With US unemployment soaring, spending on infrastructure and other projects is just what the doctor ordered

Barack Obamawants to spend several hundred billion dollars
in each of the next two years building infrastructure, retrofitting
public and private buildings to increase energy efficiency and aiding
state and local governments in dealing with budget shortfalls. He
thinks that this spending will boost the economy and reverse its steep decline. Obama is exactly on the mark with his plan.

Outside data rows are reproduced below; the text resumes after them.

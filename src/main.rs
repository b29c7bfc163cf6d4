//! docent binary: `init` writes a default config, `chat` starts the console
//! loop, `serve` runs the web service. Both chat and serve share the startup
//! pipeline: check the backend and model, load the corpus, load or build the
//! index, then hand an [`AppContext`] to the chosen frontend.

use std::fs;
use std::path::{Path, PathBuf};
use std::sync::Arc;

use anyhow::Context;
use clap::Parser;
use once_cell::sync::OnceCell;
use tracing::{info, warn};

use docent::chunker::Chunker;
use docent::commands::{Cli, Commands};
use docent::config::{DocentConfig, load_config};
use docent::document::ParserRegistry;
use docent::embedding::CandleEmbedder;
use docent::index::IndexCache;
use docent::orchestrator::QueryOrchestrator;
use docent::retriever::Retriever;
use docent::server::AppContext;
use docent::synthesizer::{OllamaClient, Synthesizer};
use docent::{broadcast::ConnectionBroadcaster, session::SessionRegistry};

static TRACING: OnceCell<()> = OnceCell::new();

#[tokio::main]
async fn main() -> anyhow::Result<()> {
    TRACING.get_or_init(|| {
        tracing_subscriber::fmt::init();
    });

    let cli = Cli::parse();
    let config_path = match cli.config {
        Some(path) => path,
        None => docent::config_dir()?.join("config.yaml"),
    };

    match cli.command {
        Commands::Init => init(&config_path),
        Commands::Chat => {
            let ctx = bootstrap(&config_path).await?;
            docent::chat::run(ctx).await
        }
        Commands::Serve => {
            let ctx = bootstrap(&config_path).await?;
            docent::server::serve(ctx).await
        }
    }
}

/// Write a default configuration file, creating parent directories.
fn init(config_path: &Path) -> anyhow::Result<()> {
    if let Some(parent) = config_path.parent() {
        fs::create_dir_all(parent)?;
    }
    let yaml = serde_yaml::to_string(&DocentConfig::default())?;
    fs::write(config_path, yaml)?;
    info!(path = %config_path.display(), "wrote default configuration");
    Ok(())
}

/// Build the shared application context: config, backend, corpus, index.
async fn bootstrap(config_path: &PathBuf) -> anyhow::Result<Arc<AppContext>> {
    let config = if config_path.exists() {
        load_config(config_path)?
    } else {
        info!(
            path = %config_path.display(),
            "no configuration file, using defaults"
        );
        DocentConfig::default()
    };
    config.validate()?;

    // The backend and model must be reachable before we spend time indexing.
    let client = OllamaClient::new(&config)?;
    client
        .ensure_model()
        .await
        .with_context(|| format!("backend at {} is unavailable", config.backend_base_url))?;

    let registry = ParserRegistry::with_defaults();
    let documents = registry.load_corpus(&config.docs_dir);
    if documents.is_empty() {
        warn!(path = %config.docs_dir.display(), "corpus is empty");
    }

    let embedder = Arc::new(
        CandleEmbedder::load(config.embedding_dimension)
            .context("failed to load the embedding model")?,
    );
    let cache = IndexCache::new(
        &config.index_path,
        Chunker::new(config.chunk_size, config.chunk_overlap),
        embedder.clone(),
    );
    let index = Arc::new(cache.load_or_build(&documents)?);

    let retriever = Retriever::new(embedder, config.top_k);
    let synthesizer = Synthesizer::new(client, config.system_prompt());
    let orchestrator = QueryOrchestrator::new(index, retriever, synthesizer);

    Ok(Arc::new(AppContext {
        config,
        registry: SessionRegistry::new(),
        broadcaster: ConnectionBroadcaster::new(),
        orchestrator,
    }))
}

The job numbers released last week removed any possible doubt that the economy is facing an extremely sharp recession. The US labour department reported that the economy lost 533,000 jobs in November.
Upward revisions for the prior two months raised reported job loss over
the last three-months to 1,256,000 jobs, the second highest in the
post-war period.

Even this figure likely understates the extent of job loss,
since the labour department imputes jobs for new firms into its data.
Its formula for this imputation actually shows new firms generating
more jobs in September to November of 2008 than in the same three
months of last year. This imputation will be corrected next fall, and
the adjustment could easily raise the pace of job loss by more than
50,000 a month.

The November data was striking because the job
loss was so widespread across sectors. Construction and manufacturing
continued to be hardest hit, but retail, finance and transportation
also had large job losses. The only sector that continues to create
jobs at a healthy pace is healthcare.

In addition to the lost
jobs, the average workweek continued to shrink. The index of hours
worked has shrunk at an 8% annual rate over the last three months. This
would imply the equivalent of 11.2 million jobs lost over the course of
a year.

This rate of job loss will push the unemployment rate
over 7% by the beginning of 2009 and above 8% by the middle of the
year. Without effective stimulus, the unemployment rate would likely
cross 9% before the end of 2009 and could exceed 10% in 2010.

Fortunately,
effective stimulus is item number one on Obama's agenda. His proposal
would spend several hundred billion dollars on ready-to-go
infrastructure projects such road and bridge maintenance and school
repair. He would also devote funds to extending broadband reach and
paying for energy-conserving retrofits of public and private buildings.
The latter plan involves a huge expansion of already existing
programmes.

These proposals will quickly get people back to work
and inject more money into the economy. They will also provide lasting
benefits in the form of better transportation, safer schools and
reduced energy use.

The key question is whether the proposed
package will be large enough. The economy is in a virtual free fall, as
consumers are sharply curtailing spending in response to the loss of
$6tn in housing wealth and more than $8tn in stock wealth.

In
addition to the plunge in consumer spending, the bubble in
non-residential construction has burst, which means that all segments
of the construction industry are now contracting. State and local
governments are also making cutbacks, and trade is likely to be a drag
on growth as the surge in the dollar makes our exports less competitive
and worldwide recession reduces demand.

For these reasons, we
will need to spend considerably more money to boost the economy than
what Obama outlined in his package. Additional spending should include
aid to state and local governments to offset revenue shortfalls,
increased spending on unemployment insurance, food stamps, heating oil
assistance and other programmes to help laid off workers through the
slump, and healthcare.

It appears as though Obama will try to get
a healthcare reform bill through Congress in the first year of his
presidency. While a healthcare package will almost certainly save money
over the long run by wringing waste out of the system, it will cost
money in its first years as coverage is extended to cover the uninsured
and new systems of payments and cost control are established. Given the
economy's current weakness, these upfront expenses can be another
source of stimulus to the economy.

We could also take advantage
of the downturn to promote efforts to make workplaces more family
friendly with paid family leave and sick days. While these measures can
largely pay for themselves in the long run, adjusting business
practices can be a cost that smaller businesses are ill-equipped to
bear in the short run.

The federal government can promote
family friendly workplaces by extending temporary tax credits, either
directly or through state governments, to help smaller businesses meet
stronger standards. The 40-hour workweek ended up being one of the
dividends from the Great Depression. Rules that guarantee workers some
amount of paid family leave and paid sick leave should be a dividend
from the current downturn.

It would be difficult to spend too
much on stimulus given the steepness of the current downturn. We should
try to ensure that the money is well spent and that it will produce
lasting benefits for people and the economy. This appears to be exactly
Obama's agenda.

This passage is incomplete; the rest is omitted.